My graduate school colleague and friend Mike Edesess has drawn on his knowledge and experience to produce an informative book which I enjoyed for two reasons: 1) the author is one of the most perspicacious and amusing people I’ve ever met 2) his intelligence has confirmed the prejudice which I’ve always had against the investment industry (and everyone loves to be right once and a while).
*Barry Eichengreen, Exorbitant Privilege, Oxford University Press, 2011.
Eichengreen presents a short history of the rise of the dollar as international standard currency. He describes the privileges that the United States obtains from the dollar’s role in international commerce and finance. Finally, he discusses possible scenarios connected to the decline of the power of American currency.
*Christian Marazzi, The Violence of Financial Capitalism, Semiotexte (MIT Press), 2011.
The most important element which I retain from Marazzi’s short book is its underlining of the role of financialization in the recovery of capital’s profitability. Combined with “biocapitalism” and cognitive capitalism, financialization is linked to productive strategies which reduce the labor force and define a new role for the consumer: producer of goods and services. Industrial capitalism with its Fordist model seems to be running out its course in developed nations. Profitability of enterprises is now based on a different model which in part replaces the traditional industrial work force by an offloading of new tasks onto the consumer.

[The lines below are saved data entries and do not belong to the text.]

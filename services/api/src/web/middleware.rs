//! services/api/src/web/middleware.rs
//!
//! Authentication middleware for protecting routes.

use axum::{
    extract::{Request, State},
    http::{header, HeaderMap},
    middleware::Next,
    response::Response,
};
use pickup_core::domain::Caller;
use pickup_core::ports::PortError;
use std::sync::Arc;
use tracing::{debug, error};

use crate::web::api_error::HttpError;
use crate::web::state::AppState;

/// Reads the `session=` value out of the cookie header, if present.
pub fn session_id(headers: &HeaderMap) -> Option<&str> {
    headers
        .get(header::COOKIE)
        .and_then(|v| v.to_str().ok())?
        .split(';')
        .find_map(|c| c.trim().strip_prefix("session="))
        .filter(|id| !id.is_empty())
}

/// Middleware that validates the session cookie and derives the caller's role.
///
/// If valid, inserts the `Caller` into request extensions for handlers to use.
/// If invalid or missing, returns 401 Unauthorized.
pub async fn require_auth(
    State(state): State<Arc<AppState>>,
    mut req: Request,
    next: Next,
) -> Result<Response, HttpError> {
    let session = session_id(req.headers()).ok_or_else(HttpError::unauthenticated)?;

    let role = match state.staff.validate_auth_session(session).await {
        Ok(role) => role,
        Err(PortError::Unauthorized) | Err(PortError::NotFound(_)) => {
            debug!("Rejected request with an unknown or expired session");
            return Err(HttpError::unauthenticated());
        }
        Err(e) => {
            error!("Failed to validate auth session: {:?}", e);
            return Err(HttpError::internal(e));
        }
    };

    req.extensions_mut().insert(Caller::from(role));
    Ok(next.run(req).await)
}
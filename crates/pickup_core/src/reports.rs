//! crates/pickup_core/src/reports.rs
//!
//! Sales figures over a pickup-date range. Rendering (CSV, PDF) is left to callers.

use crate::domain::{Caller, Order, OrderStatus};
use crate::ports::{OrderStore, PortError};
use chrono::NaiveDate;
use rust_decimal::Decimal;
use serde::Serialize;
use std::collections::BTreeMap;
use std::sync::Arc;
use tracing::info;

#[derive(Debug, thiserror::Error)]
pub enum ReportError {
    #[error("admin access required")]
    Forbidden,
    #[error("report range starts after it ends ({from} > {to})")]
    InvertedRange { from: NaiveDate, to: NaiveDate },
    #[error(transparent)]
    Port(#[from] PortError),
}

#[derive(Debug, Clone, PartialEq, Serialize)]
pub struct DaySales {
    pub date: NaiveDate,
    pub orders: u32,
    pub revenue: Decimal,
}

#[derive(Debug, Clone, PartialEq, Serialize)]
pub struct SalesReport {
    pub from: NaiveDate,
    pub to: NaiveDate,
    pub total_orders: u32,
    pub total_revenue: Decimal,
    pub days: Vec<DaySales>,
    pub by_status: BTreeMap<String, u32>,
}

/// Aggregates `orders` that fall in `[from, to]`; orders outside the range are ignored.
pub fn summarize(from: NaiveDate, to: NaiveDate, orders: &[Order]) -> SalesReport {
    let mut days: BTreeMap<NaiveDate, DaySales> = BTreeMap::new();
    let mut by_status: BTreeMap<String, u32> = OrderStatus::ALL
        .iter()
        .map(|s| (s.as_str().to_string(), 0))
        .collect();
    let mut total_orders = 0;
    let mut total_revenue = Decimal::ZERO;

    for order in orders
        .iter()
        .filter(|o| o.pickup_date >= from && o.pickup_date <= to)
    {
        let day = days.entry(order.pickup_date).or_insert_with(|| DaySales {
            date: order.pickup_date,
            orders: 0,
            revenue: Decimal::ZERO,
        });
        day.orders += 1;
        day.revenue += order.total;
        *by_status.entry(order.status.as_str().to_string()).or_default() += 1;
        total_orders += 1;
        total_revenue += order.total;
    }

    SalesReport {
        from,
        to,
        total_orders,
        total_revenue,
        days: days.into_values().collect(),
        by_status,
    }
}

#[derive(Clone)]
pub struct ReportService {
    store: Arc<dyn OrderStore>,
}

impl ReportService {
    pub fn new(store: Arc<dyn OrderStore>) -> Self {
        Self { store }
    }

    pub async fn sales(
        &self,
        caller: &Caller,
        from: NaiveDate,
        to: NaiveDate,
    ) -> Result<SalesReport, ReportError> {
        if !caller.is_admin() {
            return Err(ReportError::Forbidden);
        }
        if from > to {
            return Err(ReportError::InvertedRange { from, to });
        }
        let orders = self.store.orders_between(from, to).await?;
        let report = summarize(from, to, &orders);
        info!(%from, %to, orders = report.total_orders, "Sales report generated");
        Ok(report)
    }
}

#[cfg(test)]
mod tests {
    use super::*;
    use chrono::Utc;
    use uuid::Uuid;

    fn order(day: u32, cents: i64, status: OrderStatus) -> Order {
        Order {
            id: Uuid::new_v4(),
            code: "ABC234".to_string(),
            pickup_date: NaiveDate::from_ymd_opt(2024, 5, day).unwrap(),
            pickup_start_minute: 630,
            pickup_time_label: "10:30 - 10:45".to_string(),
            items: Vec::new(),
            total: Decimal::new(cents, 2),
            status,
            created_at: Utc::now(),
        }
    }

    #[test]
    fn groups_by_day_and_status() {
        let from = NaiveDate::from_ymd_opt(2024, 5, 1).unwrap();
        let to = NaiveDate::from_ymd_opt(2024, 5, 2).unwrap();
        let orders = vec![
            order(1, 850, OrderStatus::Ready),
            order(1, 1220, OrderStatus::New),
            order(2, 500, OrderStatus::Ready),
            order(3, 9900, OrderStatus::Ready),
        ];

        let report = summarize(from, to, &orders);
        assert_eq!(report.total_orders, 3);
        assert_eq!(report.total_revenue, Decimal::new(2570, 2));
        assert_eq!(report.days.len(), 2);
        assert_eq!(report.days[0].revenue, Decimal::new(2070, 2));
        assert_eq!(report.by_status["Ready"], 2);
        assert_eq!(report.by_status["InProgress"], 0);
    }
}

* Carmen M. Reinhart and Kenneth S. Rogoff, This Time Is Different: Eight Centuries of Financial Folly, Princeton University Press, 2009.
An empirical and quantitative study of major financial crises , this work includes a primer of basic concepts before embarking on a detailed presentation of crises defined by quantitative thresholds (inflation, currency crises, currency debasement) and crises defined by events (bank failures, external and domestic debt crises). Charts, graphs and tables provide information on crises affecting countries on all continents, particularly in the 19th and 20th centuries. Special treatment is given to the Great Depression and our Second Grand Contraction. The main thesis of the book is that this time is never different, “we have been here before”. And the one lesson to be retained is that extreme leverage and wholesale liberalization of rules on capital movement never result in something good. Reinhart and Rogoff’s book is a must read because of the mass of information it contains, its clear presentation of fundamental concepts and its pertinence in placing the current crisis in historical perspective.